As a relatively recent transplant to Georgia by way of Las Vegas, Nev., I am repeatedly asked by natives why I chose to relocate to Georgia and raise my family in the southern part of the state.
As a 37-year-old marketing professional with multiple college degrees in various fields, I had many choices to consider when planning a move. Thanks to the vibrancy of Georgia’s economy, myriad of attractions, and continuing investment in tourism-related programs and infrastructure, Georgia has extended its reach to the traditional tourist and beyond, fully embracing the long-term economic impact of its full spectrum of visitors and continuing its golden age in the economic engine that is tourism.
Backed by a dynamic and diverse multi-platform marketing campaign, Georgia has stayed ahead of its competition by designing and instituting landmark programs such as film production tax credits and CameraReady, which provides free scouting, permitting and other production needs. The state Department of Economic Development estimates television networks, Hollywood studios, production companies and independent producers invested more than $3.3 billion here in 2013.

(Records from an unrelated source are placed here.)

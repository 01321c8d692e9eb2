use crate::app::ports::{MediaItem, MediaServerPort, TagMode, TagUpdate};
use crate::constants::COLLABORATOR_TIMEOUT_SECS;
use crate::error::{CuratorError, Result};
use async_trait::async_trait;
use serde_json::{json, Value};
use std::collections::{BTreeSet, HashMap};
use std::time::Duration;
use tracing::{info, warn};

/// Fields we ask the server to include so the write-back path has what it
/// needs (tags, lock flags) without a second fetch.
const ITEM_FIELDS: &str = "Tags,TagItems,LockData,LockedFields,ProviderIds,ProductionYear,Overview";

/// Server-managed fields that make an item update fail when echoed back.
const UPDATE_STRIP_FIELDS: &[&str] = &[
    "MediaSources",
    "PlayUserData",
    "SeasonUserData",
    "Container",
    "Size",
    "TagItems",
    "People",
    "Studios",
    "GenreItems",
];

/// Emby-compatible media-server client.
#[derive(Debug)]
pub struct MediaServerClient {
    client: reqwest::Client,
    host: String,
    api_key: String,
    user_id: Option<String>,
}

impl MediaServerClient {
    pub fn new(host: &str, api_key: &str, user_id: Option<&str>) -> Result<Self> {
        if host.trim().is_empty() || api_key.trim().is_empty() {
            return Err(CuratorError::Config(
                "media server host or api key not configured".to_string(),
            ));
        }
        let client = reqwest::Client::builder()
            .timeout(Duration::from_secs(COLLABORATOR_TIMEOUT_SECS))
            .build()?;
        Ok(Self {
            client,
            host: host.trim_end_matches('/').to_string(),
            api_key: api_key.to_string(),
            user_id: user_id.filter(|u| !u.trim().is_empty()).map(str::to_string),
        })
    }

    /// The user-scoped endpoint sees user-specific state, so prefer it when
    /// a user id is configured.
    fn item_url(&self, item_id: &str) -> String {
        match &self.user_id {
            Some(user_id) => format!("{}/emby/Users/{}/Items/{}", self.host, user_id, item_id),
            None => format!("{}/emby/Items/{}", self.host, item_id),
        }
    }

    async fn fetch_raw(&self, item_id: &str) -> Result<Option<Value>> {
        let resp = self
            .client
            .get(self.item_url(item_id))
            .query(&[("api_key", self.api_key.as_str()), ("Fields", ITEM_FIELDS)])
            .send()
            .await?;
        match resp.status() {
            s if s.is_success() => Ok(Some(resp.json().await?)),
            reqwest::StatusCode::NOT_FOUND => Ok(None),
            s => Err(CuratorError::Api {
                message: format!("item lookup returned HTTP {s}"),
            }),
        }
    }

    fn item_from_raw(raw: &Value) -> MediaItem {
        let tags = read_tags(raw);
        let provider_ids = raw["ProviderIds"]
            .as_object()
            .map(|ids| {
                ids.iter()
                    .filter_map(|(k, v)| v.as_str().map(|v| (k.clone(), v.to_string())))
                    .collect()
            })
            .unwrap_or_else(HashMap::new);
        MediaItem {
            id: raw["Id"].as_str().unwrap_or_default().to_string(),
            name: raw["Name"].as_str().unwrap_or_default().to_string(),
            year: raw["ProductionYear"].as_i64().map(|y| y as i32),
            tags,
            provider_ids,
            overview: raw["Overview"].as_str().map(str::to_string),
            locked: raw["LockData"].as_bool().unwrap_or(false),
        }
    }
}

/// Older servers report tags under `TagItems` instead of `Tags`.
fn read_tags(raw: &Value) -> Vec<String> {
    let tags: Vec<String> = raw["Tags"]
        .as_array()
        .map(|tags| {
            tags.iter()
                .filter_map(|t| t.as_str())
                .map(str::to_string)
                .collect()
        })
        .unwrap_or_default();
    if !tags.is_empty() {
        return tags;
    }
    raw["TagItems"]
        .as_array()
        .map(|items| {
            items
                .iter()
                .filter_map(|t| t["Name"].as_str())
                .map(str::to_string)
                .collect()
        })
        .unwrap_or_default()
}

#[async_trait]
impl MediaServerPort for MediaServerClient {
    async fn get_item(&self, item_id: &str) -> Result<Option<MediaItem>> {
        Ok(self.fetch_raw(item_id).await?.as_ref().map(Self::item_from_raw))
    }

    async fn set_tags(&self, item_id: &str, tags: &[String], mode: TagMode) -> Result<TagUpdate> {
        let Some(mut raw) = self.fetch_raw(item_id).await? else {
            return Err(CuratorError::Api {
                message: format!("item {item_id} not found for tag update"),
            });
        };

        let current: BTreeSet<String> = read_tags(&raw).into_iter().collect();
        let requested: BTreeSet<String> = tags.iter().cloned().collect();
        let merged: BTreeSet<String> = match mode {
            TagMode::Merge => current.union(&requested).cloned().collect(),
            TagMode::Overwrite => requested,
        };
        if merged == current {
            info!(item_id, "tags unchanged, skipping update");
            return Ok(TagUpdate::Unchanged);
        }

        raw["Tags"] = json!(merged.iter().collect::<Vec<_>>());

        // Unlock so the write sticks, then drop server-managed fields that
        // 500 the update when echoed back.
        if raw["LockData"].as_bool().unwrap_or(false) {
            raw["LockData"] = json!(false);
        }
        if raw["LockedFields"].as_array().map(|f| !f.is_empty()).unwrap_or(false) {
            raw["LockedFields"] = json!([]);
        }
        if let Some(obj) = raw.as_object_mut() {
            for field in UPDATE_STRIP_FIELDS {
                obj.remove(*field);
            }
        }

        let resp = self
            .client
            .post(format!("{}/emby/Items/{}", self.host, item_id))
            .query(&[("api_key", self.api_key.as_str())])
            .json(&raw)
            .send()
            .await?;
        if !resp.status().is_success() {
            return Err(CuratorError::Api {
                message: format!("tag update returned HTTP {}", resp.status()),
            });
        }
        info!(item_id, ?merged, "tags written");
        Ok(TagUpdate::Updated)
    }

    async fn find_library_name(&self, tmdb_id: &str) -> Result<Option<String>> {
        // Locate the item by provider id first
        let provider_query = format!("tmdb.{tmdb_id}");
        let resp = self
            .client
            .get(format!("{}/emby/Items", self.host))
            .query(&[
                ("api_key", self.api_key.as_str()),
                ("Recursive", "true"),
                ("AnyProviderIdEquals", provider_query.as_str()),
                ("IncludeItemTypes", "Series,Movie"),
                ("Fields", "ParentId"),
            ])
            .send()
            .await?;
        if !resp.status().is_success() {
            return Err(CuratorError::Api {
                message: format!("provider id search returned HTTP {}", resp.status()),
            });
        }
        let body: Value = resp.json().await?;
        let Some(item_id) = body["Items"][0]["Id"].as_str().map(str::to_string) else {
            return Ok(None);
        };

        // Then walk the virtual folders until one contains it
        let libraries: Value = self
            .client
            .get(format!("{}/emby/Library/VirtualFolders", self.host))
            .query(&[("api_key", self.api_key.as_str())])
            .send()
            .await?
            .json()
            .await?;
        for library in libraries.as_array().into_iter().flatten() {
            let Some(parent_id) = library["ItemId"].as_str() else {
                continue;
            };
            let check: Value = match self
                .client
                .get(format!("{}/emby/Items", self.host))
                .query(&[
                    ("api_key", self.api_key.as_str()),
                    ("Recursive", "true"),
                    ("ParentId", parent_id),
                    ("Ids", item_id.as_str()),
                ])
                .send()
                .await
            {
                Ok(resp) if resp.status().is_success() => resp.json().await?,
                Ok(resp) => {
                    warn!(status = %resp.status(), "library membership check failed");
                    continue;
                }
                Err(e) => {
                    warn!(%e, "library membership check failed");
                    continue;
                }
            };
            if check["TotalRecordCount"].as_i64().unwrap_or(0) > 0 {
                return Ok(library["Name"].as_str().map(str::to_string));
            }
        }
        Ok(None)
    }
}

Another innovative push to remain competitive came in 2013, when the Georgia Tourism Development Act was revamped to let businesses retain part of their sales tax collections if they built a new tourism attraction or significantly expanded an existing one.
Throughout the recent economic downturn, Georgia tourism remained strong and showed steady growth, remaining an economic gold mine in uncertain times. The trend is continuing, with hotel revenue up 15.6 percent year to date in the state.
Recently named the “No. 1 State to Do Business in the U.S.” by Site Selection Magazine, Georgia can extend its golden age by continuing to market itself as a destination for tourists, industries, business and trade, while continuing to develop new strategies, such as a statewide program targeted at retiree attraction.
Rebecca McWilliam is director of tourism for Visit Dublin.